A Weakly-Supervised Cross-Domain Query Framework for Video Camouflage Object Detection

Zelin Lu, Liang Xie, Xing Zhao, Binwei Xu, Haoran Liang, Ronghua Liang

Published: 2025, Last Modified: 17 Apr 2025IEEE Trans. Circuits Syst. Video Technol. 2025EveryoneRevisionsBibTeXCC BY-SA 4.0

Abstract: VCOD (Video Camouflage Object Detection) is a crucial security technology that identifies camouflaged objects in videos, bolstering security measures across diverse applications. On one hand, appearance-based VCOD methods face challenges because camouflaged appearances cause objects to blend into their surroundings, and current VCOD methods typically utilize optical flow to represent motion information.

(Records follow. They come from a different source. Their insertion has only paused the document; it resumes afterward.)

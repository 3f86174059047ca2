//! Keyword question answering over article sentences.
//!
//! This is not real question answering: the question is reduced to its
//! keywords and the sentence containing the most of them is returned.

mod answerer;

pub use answerer::{answer_question, extract_keywords, Answer, QuestionAnswerer};
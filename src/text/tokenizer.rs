//! Tokenization for text processing.

use once_cell::sync::Lazy;
use regex::Regex;
use rustc_hash::FxHashSet;

/// Maximal runs of word characters (letters, digits, marks, underscore).
static WORD: Lazy<Regex> = Lazy::new(|| Regex::new(r"\w+").unwrap());

/// Tokenizer that splits text into lowercase word tokens.
///
/// Punctuation and whitespace separate tokens and are never part of one, so
/// `"U.S."` yields `["u", "s"]` and `"don't"` yields `["don", "t"]`.
#[derive(Debug, Clone, Copy, Default)]
pub struct Tokenizer;

impl Tokenizer {
    /// Creates a new tokenizer.
    pub fn new() -> Self {
        Self
    }

    /// Tokenizes text into lowercase word strings, in order.
    pub fn tokenize_to_strings(&self, text: &str) -> Vec<String> {
        WORD.find_iter(text)
            .map(|m| m.as_str().to_lowercase())
            .collect()
    }

    /// Returns the distinct tokens of `text`.
    pub fn unique_words(&self, text: &str) -> FxHashSet<String> {
        WORD.find_iter(text)
            .map(|m| m.as_str().to_lowercase())
            .collect()
    }
}
//! Whitespace normalization for pasted article text.

use once_cell::sync::Lazy;
use regex::Regex;

static WHITESPACE_RUN: Lazy<Regex> = Lazy::new(|| Regex::new(r"\s+").unwrap());

/// Collapses line breaks and irregular spacing into a single clean line.
#[derive(Debug, Clone, Copy, Default)]
pub struct Normalizer;

impl Normalizer {
    /// Creates a new normalizer.
    pub fn new() -> Self {
        Self
    }

    /// Normalizes text.
    ///
    /// Carriage returns and newlines become spaces, every run of whitespace
    /// becomes a single space and the result is trimmed. Empty input gives
    /// an empty string.
    pub fn normalize(&self, text: &str) -> String {
        let flattened = text.replace(['\r', '\n'], " ");
        WHITESPACE_RUN.replace_all(&flattened, " ").trim().to_string()
    }
}

/// Normalizes whitespace in `text`. See [`Normalizer::normalize`].
pub fn clean_text(text: &str) -> String {
    Normalizer::new().normalize(text)
}
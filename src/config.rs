//! Configuration for summarization and question answering.

use crate::error::{BriefError, Result};
use serde::{Deserialize, Serialize};
use std::fmt;

/// Main configuration for a newsbrief session.
#[derive(Debug, Clone, Default, PartialEq, Eq, Serialize, Deserialize)]
pub struct Config {
    /// Summary configuration.
    pub summary: SummaryConfig,

    /// Question answering configuration.
    pub question: QuestionConfig,
}

impl Config {
    /// Checks that every setting is usable.
    pub fn validate(&self) -> Result<()> {
        if self.summary.max_sentences == 0 {
            return Err(BriefError::Config(
                "max_sentences must be at least 1".to_string(),
            ));
        }
        if self.question.not_understood.trim().is_empty() {
            return Err(BriefError::Config(
                "not_understood message must not be empty".to_string(),
            ));
        }
        if self.question.not_found.trim().is_empty() {
            return Err(BriefError::Config(
                "not_found message must not be empty".to_string(),
            ));
        }
        Ok(())
    }
}

/// How sentences are scored before the top ones are picked.
#[derive(Debug, Clone, Copy, Default, PartialEq, Eq, Hash, Serialize, Deserialize)]
#[serde(rename_all = "lowercase")]
pub enum ScoringStrategy {
    /// Sum of article-wide word frequencies of the sentence's words.
    #[default]
    Frequency,
    /// Character length of the sentence. Cheaper and noticeably cruder.
    Length,
}

impl ScoringStrategy {
    /// Lowercase name used on the command line and in JSON output.
    pub fn as_str(&self) -> &'static str {
        match self {
            ScoringStrategy::Frequency => "frequency",
            ScoringStrategy::Length => "length",
        }
    }
}

impl fmt::Display for ScoringStrategy {
    fn fmt(&self, f: &mut fmt::Formatter<'_>) -> fmt::Result {
        f.write_str(self.as_str())
    }
}

/// Summary configuration.
#[derive(Debug, Clone, PartialEq, Eq, Serialize, Deserialize)]
pub struct SummaryConfig {
    /// Maximum number of sentences in the summary.
    /// Default: 3.
    pub max_sentences: usize,

    /// Sentence scoring strategy.
    /// Default: frequency.
    pub strategy: ScoringStrategy,
}

impl Default for SummaryConfig {
    fn default() -> Self {
        Self {
            max_sentences: crate::DEFAULT_MAX_SENTENCES,
            strategy: ScoringStrategy::default(),
        }
    }
}

/// Question answering configuration.
#[derive(Debug, Clone, PartialEq, Eq, Serialize, Deserialize)]
pub struct QuestionConfig {
    /// Reply used when a question has no keywords left after stopword removal.
    pub not_understood: String,

    /// Reply used when no sentence shares a keyword with the question.
    pub not_found: String,
}

/// Reply when a question contains only filler words.
pub const NOT_UNDERSTOOD_MESSAGE: &str =
    "I'm not sure how to answer that. Try asking more specifically.";

/// Reply when nothing in the article matches the question.
pub const NOT_FOUND_MESSAGE: &str =
    "I couldn't find anything related to that question in the article.";

impl Default for QuestionConfig {
    fn default() -> Self {
        Self {
            not_understood: NOT_UNDERSTOOD_MESSAGE.to_string(),
            not_found: NOT_FOUND_MESSAGE.to_string(),
        }
    }
}
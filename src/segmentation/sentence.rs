//! Fast regex-based sentence segmentation.
//!
//! A sentence ends wherever `.`, `!` or `?` is directly followed by one or
//! more spaces. Nothing else is special-cased: abbreviations such as
//! "Dr. Smith", decimals followed by a space and quoted endings can split a
//! sentence in the wrong place. That is accepted behavior for this splitter.

use once_cell::sync::Lazy;
use regex::Regex;

/// A terminator followed by the run of spaces that separates it from the
/// next sentence.
static SENTENCE_BOUNDARY: Lazy<Regex> = Lazy::new(|| Regex::new(r"[.!?] +").unwrap());

/// Splits text into sentences using punctuation boundaries.
///
/// The terminator stays with the sentence it closes. Fragments are trimmed
/// and empty ones dropped. Text without any boundary comes back as a single
/// sentence; empty text gives no sentences.
///
/// # Example
/// ```
/// use newsbrief::segmentation::sentence::split_sentences;
///
/// let sentences = split_sentences("Markets rose. Did bonds follow? Not yet!");
/// assert_eq!(sentences, vec!["Markets rose.", "Did bonds follow?", "Not yet!"]);
/// ```
pub fn split_sentences(text: &str) -> Vec<String> {
    if text.is_empty() {
        return vec![];
    }

    let mut sentences = Vec::new();
    let mut start = 0;

    for boundary in SENTENCE_BOUNDARY.find_iter(text) {
        // Terminators are single-byte ASCII.
        let end = boundary.start() + 1;
        push_fragment(&mut sentences, &text[start..end]);
        start = boundary.end();
    }
    push_fragment(&mut sentences, &text[start..]);

    sentences
}

fn push_fragment(sentences: &mut Vec<String>, fragment: &str) {
    let trimmed = fragment.trim();
    if !trimmed.is_empty() {
        sentences.push(trimmed.to_string());
    }
}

However, over-reliance on accurate estimation renders the model overly fragile. On the other hand, there is a shortage of effectively annotated camouflaged video datasets, coupled with the time-consuming and labor-intensive annotation process, severely constraining the development of this field. To address this, we propose a novel weakly-supervised framework for VCOD based on cross-domain querying of preceding and succeeding frames. Specifically, we propose a time-efficient and labor-saving manual annotation approach based on large visual models to rapidly generate pseudo-labels. Furthermore, we design a network based on Spatio-Temporal Memory (STM) that performs cross-modal feature querying with the current frame against preceding and succeeding frames to acquire useful information, thereby enhancing the focus on temporal information. Extensive experiments conducted on two common VCOD datasets have proven the effectiveness of our method, achieving state-of-the-art performance on the challenging camouflaged video data.